In a recent press release, CyberArk CEO Udi Mokady stated, “In modern IT environments, all identities can become privileged under certain conditions, based on the systems, environments, applications or data they are accessing, or the types of operations they are performing.” We must think more holistically to focus on any level of business access and risk that can be perpetrated.

According to the Gartner 2020 Magic Quadrant for Privileged Access Management, “specific influencing factors driving growth in the market include organizations seeking to mitigate the risk of breaches and insider threats, which are often associated with stolen, compromised or misused privileged credentials.”

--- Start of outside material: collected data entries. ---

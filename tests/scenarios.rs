//! End-to-end machine scenarios driven through the public API.

use chroma_fsm::builder::{StateMachineBuilder, TransitionBuilder};
use chroma_fsm::core::{
    ConditionOperator, FsmError, StateBehavior, StateGraph, StateId, StateTransition,
    TransitionCondition,
};
use chroma_fsm::validation::ValidationStrategy;
use chroma_fsm::StateMachine;
use std::cell::RefCell;
use std::rc::Rc;

const MOVEMENT_SPEED: &str = "movementSpeed";
const DELTA: f32 = 0.01;

struct Locomotion {
    machine: StateMachine,
    idle: StateId,
    walking: StateId,
    running: StateId,
}

fn speed(operator: ConditionOperator, value: f32) -> Vec<TransitionCondition> {
    vec![TransitionCondition::float(MOVEMENT_SPEED, operator, value)]
}

/// Idle -> Walking -> Running wired on `movementSpeed`, plus the two ways back.
fn locomotion_graph() -> (StateGraph, StateId, StateId, StateId) {
    let mut graph = StateGraph::new();
    let idle = graph.add_empty_state("Idle");
    let walking = graph.add_empty_state("Walking");
    let running = graph.add_empty_state("Running");

    graph
        .add_transition(
            idle,
            StateTransition::new(walking, speed(ConditionOperator::Greater, 0.0)),
        )
        .unwrap();
    graph
        .add_transition(
            walking,
            StateTransition::new(running, speed(ConditionOperator::Greater, 1.0)),
        )
        .unwrap();
    graph
        .add_transition(
            running,
            StateTransition::new(walking, speed(ConditionOperator::LessEqual, 1.0)),
        )
        .unwrap();
    graph
        .add_transition(
            walking,
            StateTransition::new(idle, speed(ConditionOperator::Equal, 0.0)),
        )
        .unwrap();

    (graph, idle, walking, running)
}

fn locomotion() -> Locomotion {
    let (graph, idle, walking, running) = locomotion_graph();
    let mut machine = StateMachine::new(graph, idle).unwrap();
    machine.register_float(MOVEMENT_SPEED, 0.0).unwrap();

    Locomotion {
        machine,
        idle,
        walking,
        running,
    }
}

#[test]
fn start_sets_current_state_to_entrypoint() {
    let Locomotion { mut machine, idle, .. } = locomotion();

    machine.start();

    assert_eq!(machine.current_state_id(), Some(idle));
    assert_eq!(machine.current_state_name(), Some("Idle"));
}

#[test]
fn tick_changes_states_one_step_at_a_time() {
    let Locomotion {
        mut machine,
        idle,
        walking,
        running,
    } = locomotion();
    machine.start();

    machine.tick(DELTA).unwrap();
    assert_eq!(machine.current_state_id(), Some(idle));

    machine.update_float(MOVEMENT_SPEED, 0.5).unwrap();
    machine.tick(DELTA).unwrap();
    assert_eq!(machine.current_state_id(), Some(walking));

    machine.update_float(MOVEMENT_SPEED, 1.01).unwrap();
    machine.tick(DELTA).unwrap();
    assert_eq!(machine.current_state_id(), Some(running));

    machine.update_float(MOVEMENT_SPEED, 1.0).unwrap();
    machine.tick(DELTA).unwrap();
    assert_eq!(machine.current_state_id(), Some(walking));

    machine.update_float(MOVEMENT_SPEED, 0.0).unwrap();
    machine.tick(DELTA).unwrap();
    assert_eq!(machine.current_state_id(), Some(idle));
}

#[test]
fn tick_changes_multiple_states_in_one_tick() {
    let Locomotion {
        mut machine,
        idle,
        walking,
        running,
    } = locomotion();
    machine.start();
    machine.tick(DELTA).unwrap();

    machine.update_float(MOVEMENT_SPEED, 1.01).unwrap();
    machine.tick(DELTA).unwrap();
    assert_eq!(machine.current_state_id(), Some(running));
    assert_eq!(machine.history().path(), [idle, walking, running]);

    machine.update_float(MOVEMENT_SPEED, 0.0).unwrap();
    machine.tick(DELTA).unwrap();
    assert_eq!(machine.current_state_id(), Some(idle));
    assert_eq!(machine.history().in_tick(machine.tick_count()).count(), 2);
}

#[test]
fn start_evaluates_initial_blackboard() {
    let (graph, idle, _, running) = locomotion_graph();
    let mut machine = StateMachine::new(graph, idle).unwrap();
    machine.register_float(MOVEMENT_SPEED, 3.0).unwrap();

    machine.start();
    machine.tick(DELTA).unwrap();

    assert_eq!(machine.current_state_id(), Some(running));
}

#[test]
fn tick_changes_states_for_bool_conditions() {
    let mut graph = StateGraph::new();
    let idle = graph.add_empty_state("Idle");
    let jumping = graph.add_empty_state("Jumping");
    graph
        .add_transition(
            idle,
            StateTransition::new(
                jumping,
                vec![
                    TransitionCondition::bool("isGrounded", ConditionOperator::NotEqual, true)
                        .unwrap(),
                ],
            ),
        )
        .unwrap();
    graph
        .add_transition(
            jumping,
            StateTransition::new(
                idle,
                vec![TransitionCondition::bool("isGrounded", ConditionOperator::Equal, true)
                    .unwrap()],
            ),
        )
        .unwrap();

    let mut machine = StateMachine::new(graph, idle).unwrap();
    machine.register_bool("isGrounded", true).unwrap();
    machine.start();

    machine.update_bool("isGrounded", false).unwrap();
    machine.tick(DELTA).unwrap();
    assert_eq!(machine.current_state_id(), Some(jumping));

    machine.update_bool("isGrounded", true).unwrap();
    machine.tick(DELTA).unwrap();
    assert_eq!(machine.current_state_id(), Some(idle));
}

#[test]
fn tick_changes_states_for_int_conditions() {
    let mut graph = StateGraph::new();
    let idle = graph.add_empty_state("Idle");
    let charging = graph.add_empty_state("Charging");
    graph
        .add_transition(
            idle,
            StateTransition::new(
                charging,
                vec![TransitionCondition::int("chargeLevel", ConditionOperator::Greater, 0)],
            ),
        )
        .unwrap();
    graph
        .add_transition(
            charging,
            StateTransition::new(
                idle,
                vec![TransitionCondition::int("chargeLevel", ConditionOperator::Equal, 0)],
            ),
        )
        .unwrap();

    let mut machine = StateMachine::new(graph, idle).unwrap();
    machine.register_int("chargeLevel", 0).unwrap();
    machine.start();

    machine.update_int("chargeLevel", 1).unwrap();
    machine.tick(DELTA).unwrap();
    assert_eq!(machine.current_state_id(), Some(charging));

    machine.update_int("chargeLevel", 0).unwrap();
    machine.tick(DELTA).unwrap();
    assert_eq!(machine.current_state_id(), Some(idle));
}

fn attack_graph() -> (StateGraph, StateId, StateId, StateId) {
    let mut graph = StateGraph::new();
    let idle = graph.add_empty_state("Idle");
    let attacking = graph.add_empty_state("Attacking");
    let comboing = graph.add_empty_state("Comboing");

    graph
        .add_transition(
            idle,
            StateTransition::new(attacking, vec![TransitionCondition::trigger("attack")]),
        )
        .unwrap();
    graph
        .add_transition(
            attacking,
            StateTransition::new(comboing, vec![TransitionCondition::trigger("attack")]),
        )
        .unwrap();

    (graph, idle, attacking, comboing)
}

#[test]
fn trigger_is_consumed_by_a_single_jump() {
    let (graph, idle, attacking, comboing) = attack_graph();
    let mut machine = StateMachine::new(graph, idle).unwrap();
    machine.register_trigger("attack").unwrap();
    machine.start();

    machine.activate_trigger("attack").unwrap();
    machine.tick(DELTA).unwrap();

    assert_eq!(machine.current_state_id(), Some(attacking));
    assert_ne!(machine.current_state_id(), Some(comboing));
    assert_eq!(machine.blackboard().get_variable("attack").unwrap().value(), 0.0);

    machine.activate_trigger("attack").unwrap();
    machine.tick(DELTA).unwrap();
    assert_eq!(machine.current_state_id(), Some(comboing));
}

#[test]
fn unconsumed_trigger_resets_at_end_of_tick() {
    let (graph, idle, _, _) = attack_graph();
    let mut machine = StateMachine::new(graph, idle).unwrap();
    machine.register_trigger("attack").unwrap();
    machine.register_trigger("dodge").unwrap();
    machine.start();

    machine.activate_trigger("dodge").unwrap();
    machine.tick(DELTA).unwrap();

    assert_eq!(machine.current_state_id(), Some(idle));
    assert_eq!(machine.blackboard().get_variable("dodge").unwrap().value(), 0.0);
    assert_eq!(machine.blackboard().active_triggers().count(), 0);
}

#[test]
fn level_conditions_survive_chained_jumps() {
    let mut graph = StateGraph::new();
    let idle = graph.add_empty_state("Idle");
    let aiming = graph.add_empty_state("Aiming");
    let firing = graph.add_empty_state("Firing");
    let reloading = graph.add_empty_state("Reloading");

    graph
        .add_transition(
            idle,
            TransitionBuilder::new()
                .to(aiming)
                .on_trigger("fire")
                .build()
                .unwrap(),
        )
        .unwrap();
    graph
        .add_transition(
            aiming,
            TransitionBuilder::new()
                .to(firing)
                .when_int("ammo", ConditionOperator::Greater, 0)
                .build()
                .unwrap(),
        )
        .unwrap();
    graph
        .add_transition(
            firing,
            TransitionBuilder::new()
                .to(reloading)
                .when_bool("magazineEmpty", ConditionOperator::Equal, true)
                .build()
                .unwrap(),
        )
        .unwrap();

    let mut machine = StateMachineBuilder::new(graph)
        .entrypoint(idle)
        .trigger("fire")
        .int("ammo", 3)
        .bool("magazineEmpty", true)
        .build()
        .unwrap();
    machine.start();
    machine.tick(DELTA).unwrap();
    assert_eq!(machine.current_state_id(), Some(idle));

    machine.activate_trigger("fire").unwrap();
    machine.tick(DELTA).unwrap();

    assert_eq!(machine.current_state_id(), Some(reloading));
}

#[test]
fn tick_detects_loops_in_evaluated_states() {
    let mut graph = StateGraph::new();
    let a = graph.add_empty_state("A");
    let b = graph.add_empty_state("B");
    graph
        .add_transition(
            a,
            StateTransition::new(
                b,
                vec![TransitionCondition::float("speed", ConditionOperator::Greater, 0.0)],
            ),
        )
        .unwrap();
    graph
        .add_transition(
            b,
            StateTransition::new(
                a,
                vec![TransitionCondition::float("speed", ConditionOperator::Less, 0.3)],
            ),
        )
        .unwrap();

    let mut machine = StateMachine::new(graph, a).unwrap();
    machine.register_float("speed", 0.0).unwrap();
    machine.start();

    machine.update_float("speed", 0.2).unwrap();
    let result = machine.tick(DELTA);

    assert!(matches!(
        result,
        Err(FsmError::TransitionLoopDetected { .. })
    ));
}

#[test]
fn locomotion_loop_is_detected() {
    let (mut graph, idle, walking, _) = locomotion_graph();
    // Overlaps Idle -> Walking for speeds in (0, 0.3).
    graph
        .add_transition(
            walking,
            StateTransition::new(idle, speed(ConditionOperator::Less, 0.3)),
        )
        .unwrap();

    let mut machine = StateMachine::new(graph, idle).unwrap();
    machine.register_float(MOVEMENT_SPEED, 0.0).unwrap();
    machine.start();
    machine.tick(DELTA).unwrap();
    machine.update_float(MOVEMENT_SPEED, 0.2).unwrap();

    assert_eq!(
        machine.tick(DELTA),
        Err(FsmError::TransitionLoopDetected {
            state: "Walking".to_string()
        })
    );
}

#[test]
fn loop_error_repeats_until_blackboard_changes() {
    let (mut graph, idle, walking, _) = locomotion_graph();
    graph
        .add_transition(
            walking,
            StateTransition::new(idle, speed(ConditionOperator::Less, 0.3)),
        )
        .unwrap();

    let mut machine = StateMachine::new(graph, idle).unwrap();
    machine.register_float(MOVEMENT_SPEED, 0.2).unwrap();
    machine.start();

    assert!(machine.tick(DELTA).is_err());
    // Resolution is still pending, so the next tick hits the same loop.
    assert!(machine.tick(DELTA).is_err());

    machine.update_float(MOVEMENT_SPEED, 0.5).unwrap();
    machine.tick(DELTA).unwrap();
    assert_eq!(machine.current_state_id(), Some(walking));
}

#[test]
fn idle_ticks_never_change_state() {
    let Locomotion {
        mut machine,
        walking,
        ..
    } = locomotion();
    machine.start();
    machine.update_float(MOVEMENT_SPEED, 0.5).unwrap();
    machine.tick(DELTA).unwrap();
    assert_eq!(machine.current_state_id(), Some(walking));

    let recorded = machine.history().len();
    for _ in 0..10 {
        machine.tick(DELTA).unwrap();
        assert_eq!(machine.current_state_id(), Some(walking));
    }
    assert_eq!(machine.history().len(), recorded);
}

#[test]
fn unknown_variable_in_condition_fails_the_tick() {
    let (graph, idle, _, _) = locomotion_graph();
    let mut machine = StateMachine::new(graph, idle).unwrap();
    machine.start();

    assert_eq!(
        machine.tick(DELTA),
        Err(FsmError::UnknownVariable {
            name: MOVEMENT_SPEED.to_string()
        })
    );
}

#[test]
fn builder_rejects_definition_with_issues() {
    let (graph, idle, _, _) = locomotion_graph();

    let rejected = StateMachineBuilder::new(graph).entrypoint(idle).int(MOVEMENT_SPEED, 0).build();
    assert!(rejected.is_err());

    let (graph, idle, _, _) = locomotion_graph();
    let accepted = StateMachineBuilder::new(graph)
        .entrypoint(idle)
        .int(MOVEMENT_SPEED, 0)
        .validation(ValidationStrategy::WarnAndContinue)
        .build()
        .unwrap();
    assert!(accepted.validate().is_failure());
}

#[derive(Clone)]
struct Timer {
    elapsed: Rc<RefCell<f32>>,
}

impl StateBehavior for Timer {
    fn on_enter(&mut self) {
        *self.elapsed.borrow_mut() = 0.0;
    }

    fn tick(&mut self, delta_time: f32) {
        *self.elapsed.borrow_mut() += delta_time;
    }
}

#[test]
fn only_the_current_state_is_ticked() {
    let idle_time = Rc::new(RefCell::new(0.0));
    let walk_time = Rc::new(RefCell::new(0.0));

    let mut graph = StateGraph::new();
    let idle = graph.add_state(
        "Idle",
        Timer {
            elapsed: Rc::clone(&idle_time),
        },
    );
    let walking = graph.add_state(
        "Walking",
        Timer {
            elapsed: Rc::clone(&walk_time),
        },
    );
    graph
        .add_transition(
            idle,
            StateTransition::new(walking, speed(ConditionOperator::Greater, 0.0)),
        )
        .unwrap();

    let mut machine = StateMachine::new(graph, idle).unwrap();
    machine.register_float(MOVEMENT_SPEED, 0.0).unwrap();
    machine.start();
    machine.tick(0.25).unwrap();
    machine.tick(0.25).unwrap();
    assert_eq!(*idle_time.borrow(), 0.5);

    machine.update_float(MOVEMENT_SPEED, 1.0).unwrap();
    // Idle is ticked first, then the machine jumps to Walking.
    machine.tick(0.25).unwrap();
    assert_eq!(*idle_time.borrow(), 0.75);
    assert_eq!(*walk_time.borrow(), 0.0);

    machine.tick(0.5).unwrap();
    assert_eq!(*walk_time.borrow(), 0.5);
}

With IT systems (especially those migrating to the cloud), traditional IT administration is transforming and expanding across functions and business roles. It is not uncommon to have HR, accounting or marketing employees with access to some of the most privileged access. Insider threat teams must have a broad reach across the organization and heavily prioritize where they start and scale their efforts based upon risk to the business.

While this may seem intuitive, many teams still think traditionally and protect IT first if not exclusively. Examples of broader data and impact-focused thinking from an insider threat perspective include the following:

• Ability To Access Sensitive Data: Access that can gain privileged access to the highest sensitivity of business information (financial information, corporate strategies, utility information, guarded secrets, formulas, etc.).

• Ability To Manipulate Data: Access that can manipulate financial reporting data. (e.g., the issues Enron faced with a lack of segregation of duties between individual employees and critical functions of the system and approvals).

• Ability To Process Transactions Or Bypass Controls: Access that can allow high-risk transactions or circumvention of controls that monitor and protect high-risk transactions (fraudulent SWIFT transactions, check kiting, collusion, etc.).

• Ability To Impact Availability Of Systems Or Machines: Access to system infrastructure and applications that can manipulate, disrupt or sabotage information within the operating environments (system admins, developers, accounts that manage business robotics to automate human tasks, etc.).

• Ability To Control Or Manipulate Access: Access that involves administration controls, with the ability to grant and promote access for themselves or any other employee, application, or entity. (e.g., the recent Twitter incident example).

Insider threat programs also include other components, such as policy, data classification, education, detection, response and more. In my experience, it’s easy to fall into the belief that “you can’t stop the bad guy, so just try to catch him” and spend all your budget on fancy detection and monitoring tools.

My tips for building or enhancing your insider threat program include the following:

Acknowledge that insider threat is real. Identify where you have the most significant risks, and implement a program to address your exposures.

Be clear on how insider threat and cybersecurity programs overlap (and where they do not). Emphasize where you get double the value in risk reduction.

Understand that the focal points of insider threat and privileged access programs must transcend beyond IT, regardless of where they report up through.

Ensure your cybersecurity and insider threat programs are working closely together and driving cross-functional collaboration.

Prioritize all focus based upon where the risk matters most to your business. “Boiling the ocean” has yet to be a successful strategy for achieving scale and maximizing risk reduction.

Now you understand the importance of an insider threat program. It is always better and cheaper to build a program to manage your insider threat than to rely on post-incident forensics to reveal you had one.